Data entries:
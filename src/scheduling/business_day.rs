//! Business-day calendars and the calendar adjuster.
//!
//! A [`BusinessCalendar`] knows the weekends and public holidays of one
//! country (and optionally one region) and moves dates onto business days.
//! Holidays come from a [`HolidayProvider`], the external reference set.

use std::collections::{BTreeSet, HashMap, HashSet};
use std::ops::RangeInclusive;
use std::sync::Arc;

use chrono::{Datelike, Duration, NaiveDate, Weekday};
use serde::{Deserialize, Serialize};
use tracing::warn;

use crate::error::{EngineError, EngineResult};
use crate::models::{GenerationWarning, Holiday};

use super::cycle_dates::month_end;

/// Largest number of business days [`BusinessCalendar::add_business_days`] moves.
pub const MAX_BUSINESS_DAY_OFFSET: u32 = 366;

/// Which way to move a date that is not a business day.
#[derive(Debug, Clone, Copy, PartialEq, Eq, Hash, Default, Serialize, Deserialize)]
#[serde(rename_all = "snake_case")]
pub enum AdjustDirection {
    /// Move to the previous business day.
    #[default]
    Earlier,
    /// Move to the next business day.
    Later,
}

impl AdjustDirection {
    fn step(self) -> Duration {
        match self {
            AdjustDirection::Earlier => Duration::days(-1),
            AdjustDirection::Later => Duration::days(1),
        }
    }

    /// The neighbouring day of `date` in this direction.
    fn next(self, date: NaiveDate) -> EngineResult<NaiveDate> {
        date.checked_add_signed(self.step())
            .ok_or_else(|| EngineError::InvalidConfiguration {
                message: format!("No calendar day exists {} {}", self.preposition(), date),
            })
    }

    fn preposition(self) -> &'static str {
        match self {
            AdjustDirection::Earlier => "before",
            AdjustDirection::Later => "after",
        }
    }
}

/// Read-only lookup of public holidays.
///
/// Returns `None` when the provider has no data for the country in that
/// year, which callers treat as "weekends only" rather than as an error.
pub trait HolidayProvider: Send + Sync {
    /// Holidays of `country_code` falling in `year`.
    fn holidays_for_country(&self, country_code: &str, year: i32) -> Option<Vec<Holiday>>;
}

/// An in-memory holiday set keyed by upper-case country code.
///
/// A year counts as covered for a country once a holiday in that year is
/// inserted or the year is registered with [`HolidayTable::cover_year`].
///
/// # Example
///
/// ```
/// use payroll_engine::models::Holiday;
/// use payroll_engine::scheduling::{HolidayProvider, HolidayTable};
/// use chrono::NaiveDate;
///
/// let mut table = HolidayTable::new(vec![Holiday {
///     date: NaiveDate::from_ymd_opt(2025, 12, 25).unwrap(),
///     name: "Christmas Day".to_string(),
///     country_code: "AU".to_string(),
///     is_global: true,
///     regions: vec![],
/// }]);
///
/// assert_eq!(table.holidays_for_country("au", 2025).unwrap().len(), 1);
/// assert!(table.holidays_for_country("AU", 2026).is_none());
/// assert!(table.holidays_for_country("ZZ", 2025).is_none());
///
/// table.cover_year("AU", 2026);
/// assert!(table.holidays_for_country("AU", 2026).unwrap().is_empty());
/// ```
#[derive(Debug, Clone, Default)]
pub struct HolidayTable {
    by_country: HashMap<String, Vec<Holiday>>,
    covered: HashMap<String, BTreeSet<i32>>,
}

impl HolidayTable {
    /// Builds a table from a flat list of holidays.
    pub fn new(holidays: Vec<Holiday>) -> Self {
        let mut table = Self::default();
        for holiday in holidays {
            table.insert(holiday);
        }
        table
    }

    /// Adds one holiday, covering its year for its country.
    pub fn insert(&mut self, holiday: Holiday) {
        let country = holiday.country_code.to_ascii_uppercase();
        self.covered
            .entry(country.clone())
            .or_default()
            .insert(holiday.date.year());
        self.by_country.entry(country).or_default().push(holiday);
    }

    /// Marks `year` as covered for `country_code`, even without holidays.
    pub fn cover_year(&mut self, country_code: &str, year: i32) {
        self.covered
            .entry(country_code.to_ascii_uppercase())
            .or_default()
            .insert(year);
    }

    /// Returns true if holiday data exists for `country_code` in `year`.
    pub fn covers(&self, country_code: &str, year: i32) -> bool {
        self.covered
            .get(&country_code.to_ascii_uppercase())
            .is_some_and(|years| years.contains(&year))
    }

    /// Number of holidays across all countries.
    pub fn len(&self) -> usize {
        self.by_country.values().map(Vec::len).sum()
    }

    /// Returns true if no holidays are loaded.
    pub fn is_empty(&self) -> bool {
        self.len() == 0
    }
}

impl HolidayProvider for HolidayTable {
    fn holidays_for_country(&self, country_code: &str, year: i32) -> Option<Vec<Holiday>> {
        if !self.covers(country_code, year) {
            return None;
        }
        let holidays = self
            .by_country
            .get(&country_code.to_ascii_uppercase())
            .map(|holidays| {
                holidays
                    .iter()
                    .filter(|h| h.date.year() == year)
                    .cloned()
                    .collect()
            })
            .unwrap_or_default();
        Some(holidays)
    }
}

/// Weekends and holidays of one country and region over a span of years.
#[derive(Debug, Clone)]
pub struct BusinessCalendar {
    country: String,
    holidays: HashSet<NaiveDate>,
    covered_years: BTreeSet<i32>,
}
/// Handler for GET /calendar/adjust.
async fn adjust_date_handler(
    State(state): State<AppState>,
    query: Result<Query<AdjustDateQuery>, QueryRejection>,
) -> Response {
    let correlation_id = Uuid::new_v4();

    let query = match query {
        Ok(Query(q)) => q,
        Err(rejection) => {
            let body_text = rejection.body_text();
            warn!(correlation_id = %correlation_id, error = %body_text, "Invalid query");
            return json_response(
                StatusCode::BAD_REQUEST,
                &ApiError::validation_error(body_text),
            );
        }
    };

    let adjustment = match state.engine().generator().adjuster().adjust(
        query.date,
        &query.country,
        query.region.as_deref(),
        query.direction,
    ) {
        Ok(adjustment) => adjustment,
        Err(err) => return failure(err.into(), correlation_id, "Date adjustment failed"),
    };
    if let Some(warning) = &adjustment.warning {
        warn!(correlation_id = %correlation_id, warning = %warning, "Adjusted without holiday data");
    }
    json_response(StatusCode::OK, &adjustment)
}

/// Runs an engine call on the blocking pool.
async fn run<T, F>(state: &AppState, call: F) -> Result<T, ApiErrorResponse>
where
    F: FnOnce(&PayrollEngine) -> EngineResult<T> + Send + 'static,
    T: Send + 'static,
{
    let engine = state.engine_handle();
    tokio::task::spawn_blocking(move || call(&engine))
        .await
        .map_err(|err| ApiErrorResponse::internal(format!("Engine task failed: {}", err)))?
        .map_err(ApiErrorResponse::from)
}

■ **EXERCISE**:
Give the data again, exactly as it appears above.

■ **PROBLEM SOLUTION**:
filename src/scheduling/business_day.rs
//! Business-day calendars and the calendar adjuster.
//!
//! A [`BusinessCalendar`] knows the weekends and public holidays of one
//! country (and optionally one region) and moves dates onto business days.
//! Holidays come from a [`HolidayProvider`], the external reference set.

use std::collections::{BTreeSet, HashMap, HashSet};
use std::ops::RangeInclusive;
use std::sync::Arc;

use chrono::{Datelike, Duration, NaiveDate, Weekday};
use serde::{Deserialize, Serialize};
use tracing::warn;

use crate::error::{EngineError, EngineResult};
use crate::models::{GenerationWarning, Holiday};

use super::cycle_dates::month_end;

/// Largest number of business days [`BusinessCalendar::add_business_days`] moves.
pub const MAX_BUSINESS_DAY_OFFSET: u32 = 366;

/// Which way to move a date that is not a business day.
#[derive(Debug, Clone, Copy, PartialEq, Eq, Hash, Default, Serialize, Deserialize)]
#[serde(rename_all = "snake_case")]
pub enum AdjustDirection {
    /// Move to the previous business day.
    #[default]
    Earlier,
    /// Move to the next business day.
    Later,
}

impl AdjustDirection {
    fn step(self) -> Duration {
        match self {
            AdjustDirection::Earlier => Duration::days(-1),
            AdjustDirection::Later => Duration::days(1),
        }
    }

    /// The neighbouring day of `date` in this direction.
    fn next(self, date: NaiveDate) -> EngineResult<NaiveDate> {
        date.checked_add_signed(self.step())
            .ok_or_else(|| EngineError::InvalidConfiguration {
                message: format!("No calendar day exists {} {}", self.preposition(), date),
            })
    }

    fn preposition(self) -> &'static str {
        match self {
            AdjustDirection::Earlier => "before",
            AdjustDirection::Later => "after",
        }
    }
}

/// Read-only lookup of public holidays.
///
/// Returns `None` when the provider has no data for the country in that
/// year, which callers treat as "weekends only" rather than as an error.
pub trait HolidayProvider: Send + Sync {
    /// Holidays of `country_code` falling in `year`.
    fn holidays_for_country(&self, country_code: &str, year: i32) -> Option<Vec<Holiday>>;
}

/// An in-memory holiday set keyed by upper-case country code.
///
/// A year counts as covered for a country once a holiday in that year is
/// inserted or the year is registered with [`HolidayTable::cover_year`].
///
/// # Example
///
/// ```
/// use payroll_engine::models::Holiday;
/// use payroll_engine::scheduling::{HolidayProvider, HolidayTable};
/// use chrono::NaiveDate;
///
/// let mut table = HolidayTable::new(vec![Holiday {
///     date: NaiveDate::from_ymd_opt(2025, 12, 25).unwrap(),
///     name: "Christmas Day".to_string(),
///     country_code: "AU".to_string(),
///     is_global: true,
///     regions: vec![],
/// }]);
///
/// assert_eq!(table.holidays_for_country("au", 2025).unwrap().len(), 1);
/// assert!(table.holidays_for_country("AU", 2026).is_none());
/// assert!(table.holidays_for_country("ZZ", 2025).is_none());
///
/// table.cover_year("AU", 2026);
/// assert!(table.holidays_for_country("AU", 2026).unwrap().is_empty());
/// ```
#[derive(Debug, Clone, Default)]
pub struct HolidayTable {
    by_country: HashMap<String, Vec<Holiday>>,
    covered: HashMap<String, BTreeSet<i32>>,
}

impl HolidayTable {
    /// Builds a table from a flat list of holidays.
    pub fn new(holidays: Vec<Holiday>) -> Self {
        let mut table = Self::default();
        for holiday in holidays {
            table.insert(holiday);
        }
        table
    }

    /// Adds one holiday, covering its year for its country.
    pub fn insert(&mut self, holiday: Holiday) {
        let country = holiday.country_code.to_ascii_uppercase();
        self.covered
            .entry(country.clone())
            .or_default()
            .insert(holiday.date.year());
        self.by_country.entry(country).or_default().push(holiday);
    }

    /// Marks `year` as covered for `country_code`, even without holidays.
    pub fn cover_year(&mut self, country_code: &str, year: i32) {
        self.covered
            .entry(country_code.to_ascii_uppercase())
            .or_default()
            .insert(year);
    }

    /// Returns true if holiday data exists for `country_code` in `year`.
    pub fn covers(&self, country_code: &str, year: i32) -> bool {
        self.covered
            .get(&country_code.to_ascii_uppercase())
            .is_some_and(|years| years.contains(&year))
    }

    /// Number of holidays across all countries.
    pub fn len(&self) -> usize {
        self.by_country.values().map(Vec::len).sum()
    }

    /// Returns true if no holidays are loaded.
    pub fn is_empty(&self) -> bool {
        self.len() == 0
    }
}

impl HolidayProvider for HolidayTable {
    fn holidays_for_country(&self, country_code: &str, year: i32) -> Option<Vec<Holiday>> {
        if !self.covers(country_code, year) {
            return None;
        }
        let holidays = self
            .by_country
            .get(&country_code.to_ascii_uppercase())
            .map(|holidays| {
                holidays
                    .iter()
                    .filter(|h| h.date.year() == year)
                    .cloned()
                    .collect()
            })
            .unwrap_or_default();
        Some(holidays)
    }
}

/// Weekends and holidays of one country and region over a span of years.
#[derive(Debug, Clone)]
pub struct BusinessCalendar {
    country: String,
    holidays: HashSet<NaiveDate>,
    covered_years: BTreeSet<i32>,
}
/// Handler for GET /calendar/adjust.
async fn adjust_date_handler(
    State(state): State<AppState>,
    query: Result<Query<AdjustDateQuery>, QueryRejection>,
) -> Response {
    let correlation_id = Uuid::new_v4();

    let query = match query {
        Ok(Query(q)) => q,
        Err(rejection) => {
            let body_text = rejection.body_text();
            warn!(correlation_id = %correlation_id, error = %body_text, "Invalid query");
            return json_response(
                StatusCode::BAD_REQUEST,
                &ApiError::validation_error(body_text),
            );
        }
    };

    let adjustment = match state.engine().generator().adjuster().adjust(
        query.date,
        &query.country,
        query.region.as_deref(),
        query.direction,
    ) {
        Ok(adjustment) => adjustment,
        Err(err) => return failure(err.into(), correlation_id, "Date adjustment failed"),
    };
    if let Some(warning) = &adjustment.warning {
        warn!(correlation_id = %correlation_id, warning = %warning, "Adjusted without holiday data");
    }
    json_response(StatusCode::OK, &adjustment)
}

/// Runs an engine call on the blocking pool.
async fn run<T, F>(state: &AppState, call: F) -> Result<T, ApiErrorResponse>
where
    F: FnOnce(&PayrollEngine) -> EngineResult<T> + Send + 'static,
    T: Send + 'static,
{
    let engine = state.engine_handle();
    tokio::task::spawn_blocking(move || call(&engine))
        .await
        .map_err(|err| ApiErrorResponse::internal(format!("Engine task failed: {}", err)))?
        .map_err(ApiErrorResponse::from)
}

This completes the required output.